» Task
Locate every line in the records below that contains the word "MetricKind", and copy each one.

[Records excerpted from a collection]
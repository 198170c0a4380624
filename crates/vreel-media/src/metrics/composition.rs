//! Composition metric: edge density, colour variety and exposure.

use image::imageops::{self, FilterType};
use image::{GrayImage, RgbImage};
use std::collections::HashSet;

use vreel_models::MetricKind;

use super::{FrameMetric, Measurement};
use crate::frame::Frame;

/// Side of the thumbnail used for counting distinct colours.
const COLOR_THUMBNAIL_SIDE: u32 = 50;

/// Distinct colours at which colour variety saturates.
const COLOR_SATURATION: f64 = 1000.0;

/// Mean luma band considered well exposed (exclusive).
const BRIGHTNESS_BAND: (f64, f64) = (40.0, 220.0);

const EDGE_WEIGHT: f64 = 0.5;
const COLOR_WEIGHT: f64 = 0.3;
const BRIGHTNESS_WEIGHT: f64 = 0.2;

/// Component scores of the composition metric.
#[derive(Debug, Clone, Copy, PartialEq)]
pub struct CompositionParts {
    pub edge: f64,
    pub color: f64,
    pub brightness: f64,
}

impl CompositionParts {
    pub fn combined(&self) -> f64 {
        EDGE_WEIGHT * self.edge + COLOR_WEIGHT * self.color + BRIGHTNESS_WEIGHT * self.brightness
    }
}

/// Scores the visual richness of a single frame.
#[derive(Debug, Clone)]
pub struct CompositionMetric {
    edge_threshold: f64,
}

impl CompositionMetric {
    pub fn new(edge_threshold: f64) -> Self {
        Self { edge_threshold }
    }

    pub fn parts(&self, image: &RgbImage, luma: &GrayImage) -> CompositionParts {
        let density = edge_density(luma, self.edge_threshold);
        let distinct = distinct_colors(image);
        let diversity = (distinct as f64 / COLOR_SATURATION).min(1.0);
        let mean = mean_luma(luma);

        CompositionParts {
            edge: (density * 100.0).min(10.0),
            color: (diversity * 20.0).min(10.0),
            brightness: if mean > BRIGHTNESS_BAND.0 && mean < BRIGHTNESS_BAND.1 {
                10.0
            } else {
                5.0
            },
        }
    }
}

impl Default for CompositionMetric {
    fn default() -> Self {
        Self::new(100.0)
    }
}

impl FrameMetric for CompositionMetric {
    fn kind(&self) -> MetricKind {
        MetricKind::Composition
    }

    fn measure(&self, _previous: Option<&Frame>, current: &Frame) -> Option<Measurement> {
        let parts = self.parts(&current.image, &current.luma());
        Some(Measurement::score(parts.combined()))
    }
}

/// Fraction of interior pixels whose Sobel gradient magnitude exceeds `threshold`.
pub fn edge_density(luma: &GrayImage, threshold: f64) -> f64 {
    let (w, h) = luma.dimensions();
    if w < 3 || h < 3 {
        return 0.0;
    }

    let px = |x: u32, y: u32| luma.get_pixel(x, y).0[0] as i32;
    let threshold_sq = threshold * threshold;
    let mut edges = 0usize;

    for y in 1..h - 1 {
        for x in 1..w - 1 {
            let gx = (px(x + 1, y - 1) + 2 * px(x + 1, y) + px(x + 1, y + 1))
                - (px(x - 1, y - 1) + 2 * px(x - 1, y) + px(x - 1, y + 1));
            let gy = (px(x - 1, y + 1) + 2 * px(x, y + 1) + px(x + 1, y + 1))
                - (px(x - 1, y - 1) + 2 * px(x, y - 1) + px(x + 1, y - 1));
            let magnitude_sq = (gx * gx + gy * gy) as f64;
            if magnitude_sq > threshold_sq {
                edges += 1;
            }
        }
    }

    edges as f64 / ((w - 2) as f64 * (h - 2) as f64)
}

/// Number of distinct colours in a heavily downsampled copy of the frame.
pub fn distinct_colors(image: &RgbImage) -> usize {
    let thumbnail = imageops::resize(
        image,
        COLOR_THUMBNAIL_SIDE,
        COLOR_THUMBNAIL_SIDE,
        FilterType::Triangle,
    );
    thumbnail.pixels().map(|p| p.0).collect::<HashSet<[u8; 3]>>().len()
}

pub fn mean_luma(luma: &GrayImage) -> f64 {
    let raw = luma.as_raw();
    if raw.is_empty() {
        return 0.0;
    }
    raw.iter().map(|&v| v as u64).sum::<u64>() as f64 / raw.len() as f64
}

» Response box
use vreel_models::MetricKind;
    fn kind(&self) -> MetricKind {
        MetricKind::Composition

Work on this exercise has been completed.